One of the earliest examples of detective fiction in Western literature is Voltaire's Zadig (1748), which features a main character who performs feats of analysis. Things as They Are; or, The Adventures of Caleb Williams (1794) by William Godwin portrays the law as protecting the murderer and destroying the innocent. Thomas Skinner Sturr's anonymous Richmond, or stories in the life of a Bow Street officer was published in London in 1827; the Danish crime story The Rector of Veilbye by Steen Steensen Blicher was written in 1829; and the Norwegian crime novel Mordet paa Maskinbygger Roolfsen ("The Murder of Engine Maker Roolfsen") by Maurits Hansen was published in December 1839.

"Das Fräulein von Scuderi" is an 1819 short story by E. T. A. Hoffmann, in which Mlle de Scudery establishes the innocence of the police's favorite suspect in the murder of a jeweller. This story is sometimes cited as the first detective story and as a direct influence on Edgar Allan Poe's "The Murders in the Rue Morgue" (1841). Also suggested as a possible influence on Poe is 'The Secret Cell', a short story published in September 1837 by William Evans Burton. It has been suggested that this story may have been known to Poe, who worked for Burton in 1839. The story was about a London policeman who solves the mystery of a kidnapped girl. Burton's fictional detective relied on practical methods such as dogged legwork, knowledge of the underworld and undercover surveillance, rather than brilliance of imagination or intellect.

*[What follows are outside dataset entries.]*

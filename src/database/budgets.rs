// ABOUTME: Budget-request database operations
// ABOUTME: Public insert path, admin listing, and the quote status mutation
//
// Licensed under either of Apache License, Version 2.0 or MIT License at your option.
// Copyright ©2025 Reach+ Agency

use super::Database;
use crate::models::{Budget, BudgetStatus, NewBudget};
use anyhow::{Context, Result};
use sqlx::Row;
use tracing::warn;

impl Database {
    /// Create the budgets table
    ///
    /// # Errors
    ///
    /// Returns an error if table creation fails
    pub(super) async fn migrate_budgets(&self) -> Result<()> {
        sqlx::query(
            r"
            CREATE TABLE IF NOT EXISTS budgets (
                id INTEGER PRIMARY KEY AUTOINCREMENT,
                client_id INTEGER REFERENCES clients(id),
                name TEXT NOT NULL,
                email TEXT NOT NULL,
                company TEXT NOT NULL,
                services TEXT NOT NULL,
                budget TEXT,
                timeline TEXT,
                description TEXT,
                status TEXT NOT NULL DEFAULT 'pending' CHECK (status IN ('pending', 'quoted', 'accepted', 'rejected')),
                created_at DATETIME NOT NULL DEFAULT CURRENT_TIMESTAMP,
                quoted_at DATETIME,
                quoted_price REAL
            )
            ",
        )
        .execute(&self.pool)
        .await?;

        sqlx::query("CREATE INDEX IF NOT EXISTS idx_budgets_client_id ON budgets(client_id)")
            .execute(&self.pool)
            .await?;

        Ok(())
    }

    /// Insert a budget submission
    ///
    /// # Errors
    ///
    /// Returns an error if the statement fails (write paths fail hard)
    pub async fn create_budget(&self, budget: &NewBudget) -> Result<i64> {
        let services = serde_json::to_string(&budget.services)
            .context("Failed to serialize requested services")?;

        let result = sqlx::query(
            r"
            INSERT INTO budgets (name, email, company, services, budget, timeline, description)
            VALUES ($1, $2, $3, $4, $5, $6, $7)
            ",
        )
        .bind(&budget.name)
        .bind(&budget.email)
        .bind(&budget.company)
        .bind(services)
        .bind(&budget.budget)
        .bind(&budget.timeline)
        .bind(&budget.description)
        .execute(&self.pool)
        .await?;

        Ok(result.last_insert_rowid())
    }

    /// List all budget requests, newest first
    ///
    /// # Errors
    ///
    /// Returns an error only if row decoding fails; an unavailable
    /// database degrades to an empty list
    pub async fn get_all_budgets(&self) -> Result<Vec<Budget>> {
        let rows = match sqlx::query(
            r"
            SELECT id, client_id, name, email, company, services, budget, timeline,
                   description, status, created_at, quoted_at, quoted_price
            FROM budgets ORDER BY created_at DESC
            ",
        )
        .fetch_all(&self.pool)
        .await
        {
            Ok(rows) => rows,
            Err(e) => {
                warn!("Budget listing unavailable: {e}");
                return Ok(Vec::new());
            }
        };

        rows.iter().map(Self::row_to_budget).collect()
    }

    /// Get a budget request by id
    ///
    /// # Errors
    ///
    /// Returns an error only if row decoding fails; an unavailable
    /// database degrades to `None`
    pub async fn get_budget_by_id(&self, id: i64) -> Result<Option<Budget>> {
        let row = match sqlx::query(
            r"
            SELECT id, client_id, name, email, company, services, budget, timeline,
                   description, status, created_at, quoted_at, quoted_price
            FROM budgets WHERE id = $1
            ",
        )
        .bind(id)
        .fetch_optional(&self.pool)
        .await
        {
            Ok(row) => row,
            Err(e) => {
                warn!("Budget lookup unavailable: {e}");
                return Ok(None);
            }
        };

        row.as_ref().map(Self::row_to_budget).transpose()
    }

    /// List budget requests linked to a client, newest first
    ///
    /// # Errors
    ///
    /// Returns an error only if row decoding fails; an unavailable
    /// database degrades to an empty list
    pub async fn get_budgets_by_client_id(&self, client_id: i64) -> Result<Vec<Budget>> {
        let rows = match sqlx::query(
            r"
            SELECT id, client_id, name, email, company, services, budget, timeline,
                   description, status, created_at, quoted_at, quoted_price
            FROM budgets WHERE client_id = $1 ORDER BY created_at DESC
            ",
        )
        .bind(client_id)
        .fetch_all(&self.pool)
        .await
        {
            Ok(rows) => rows,
            Err(e) => {
                warn!("Budget listing unavailable: {e}");
                return Ok(Vec::new());
            }
        };

        rows.iter().map(Self::row_to_budget).collect()
    }

    /// Update a budget request's status. When the status moves to
    /// `quoted` with a price, the price and quote timestamp are set in
    /// the same statement; otherwise neither changes.
    ///
    /// Returns whether a row was updated.
    ///
    /// # Errors
    ///
    /// Returns an error if the statement fails (write paths fail hard)
    pub async fn update_budget_status(
        &self,
        id: i64,
        status: BudgetStatus,
        quoted_price: Option<f64>,
    ) -> Result<bool> {
        let result = sqlx::query(
            r"
            UPDATE budgets SET
                status = $2,
                quoted_price = CASE WHEN $2 = 'quoted' AND $3 IS NOT NULL THEN $3
                                    ELSE quoted_price END,
                quoted_at = CASE WHEN $2 = 'quoted' AND $3 IS NOT NULL THEN CURRENT_TIMESTAMP
                                 ELSE quoted_at END
            WHERE id = $1
            ",
        )
        .bind(id)
        .bind(status.as_str())
        .bind(quoted_price)
        .execute(&self.pool)
        .await?;

        Ok(result.rows_affected() > 0)
    }

    fn row_to_budget(row: &sqlx::sqlite::SqliteRow) -> Result<Budget> {
        let status: String = row.get("status");
        let services: String = row.get("services");

        Ok(Budget {
            id: row.get("id"),
            client_id: row.get("client_id"),
            name: row.get("name"),
            email: row.get("email"),
            company: row.get("company"),
            services: serde_json::from_str(&services)
                .context("Failed to parse stored services list")?,
            budget: row.get("budget"),
            timeline: row.get("timeline"),
            description: row.get("description"),
            status: status.parse()?,
            created_at: row.get("created_at"),
            quoted_at: row.get("quoted_at"),
            quoted_price: row.get("quoted_price"),
        })
    }
}

#[cfg(test)]
mod tests {
    use super::super::tests::create_test_db;
    use crate::models::{BudgetStatus, NewBudget};

    fn sample_budget(name: &str) -> NewBudget {
        NewBudget {
            name: name.into(),
            email: format!("{name}@example.com"),
            company: "Acme".into(),
            services: vec!["seo".into(), "ads".into()],
            budget: Some("5000-10000".into()),
            timeline: None,
            description: None,
        }
    }

    #[tokio::test]
    async fn test_create_round_trips_services() {
        let db = create_test_db().await.unwrap();
        let id = db.create_budget(&sample_budget("kim")).await.unwrap();

        let budget = db.get_budget_by_id(id).await.unwrap().unwrap();
        assert_eq!(budget.services, vec!["seo".to_string(), "ads".to_string()]);
        assert_eq!(budget.status, BudgetStatus::Pending);
        assert!(budget.quoted_at.is_none());
        assert!(budget.quoted_price.is_none());
    }

    #[tokio::test]
    async fn test_quote_sets_price_and_timestamp_together() {
        let db = create_test_db().await.unwrap();
        let id = db.create_budget(&sample_budget("kim")).await.unwrap();

        assert!(db
            .update_budget_status(id, BudgetStatus::Quoted, Some(7500.0))
            .await
            .unwrap());

        let budget = db.get_budget_by_id(id).await.unwrap().unwrap();
        assert_eq!(budget.status, BudgetStatus::Quoted);
        assert_eq!(budget.quoted_price, Some(7500.0));
        assert!(budget.quoted_at.is_some());
    }

    #[tokio::test]
    async fn test_quote_without_price_sets_neither() {
        let db = create_test_db().await.unwrap();
        let id = db.create_budget(&sample_budget("kim")).await.unwrap();

        db.update_budget_status(id, BudgetStatus::Quoted, None)
            .await
            .unwrap();

        let budget = db.get_budget_by_id(id).await.unwrap().unwrap();
        assert_eq!(budget.status, BudgetStatus::Quoted);
        assert!(budget.quoted_price.is_none());
        assert!(budget.quoted_at.is_none());
    }

    #[tokio::test]
    async fn test_non_quote_status_leaves_quote_fields() {
        let db = create_test_db().await.unwrap();
        let id = db.create_budget(&sample_budget("kim")).await.unwrap();

        db.update_budget_status(id, BudgetStatus::Quoted, Some(1200.0))
            .await
            .unwrap();
        db.update_budget_status(id, BudgetStatus::Accepted, None)
            .await
            .unwrap();

        let budget = db.get_budget_by_id(id).await.unwrap().unwrap();
        assert_eq!(budget.status, BudgetStatus::Accepted);
        assert_eq!(budget.quoted_price, Some(1200.0));
        assert!(budget.quoted_at.is_some());
    }
}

===English genre establishment===
Detective fiction in the English-language literature is considered to have begun in 1841 with the publication of Poe's "The Murders in the Rue Morgue", featuring "the first fictional detective, the eccentric and brilliant C. Auguste Dupin". When the character first appeared, the word detective had not yet been used in English; however, the character's name, "Dupin", originated from the English word dupe or deception. Poe devised a "plot formula that's been successful ever since, give or take a few shifting variables." Poe followed with further Auguste Dupin tales: "The Mystery of Marie Rogêt" in 1842 and "The Purloined Letter" in 1844.

Poe referred to his stories as "tales of ratiocination". In stories such as these, the primary concern of the plot is ascertaining truth, and the usual means of obtaining the truth is a complex and mysterious process combining intuitive logic, astute observation, and perspicacious inference. "Early detective stories tended to follow an investigating protagonist from the first scene to the last, making the unravelling a practical rather than emotional matter." "The Mystery of Marie Rogêt" is particularly interesting because it is a barely fictionalized account based on Poe's theory of what happened to the real-life Mary Cecilia Rogers.

William Russell (1806–1876) was among the first English authors to write fictitious 'police memoirs', contributing an irregular series of stories (under the pseudonym 'Waters') to Chambers's Edinburgh Journal between 1849 and 1852. Unauthorised collections of his stories were published in New York City in 1852 and 1853, entitled The Recollections of a Policeman. Twelve stories were then collated into a volume entitled Recollections of a Detective Police-Officer, published in London in 1856.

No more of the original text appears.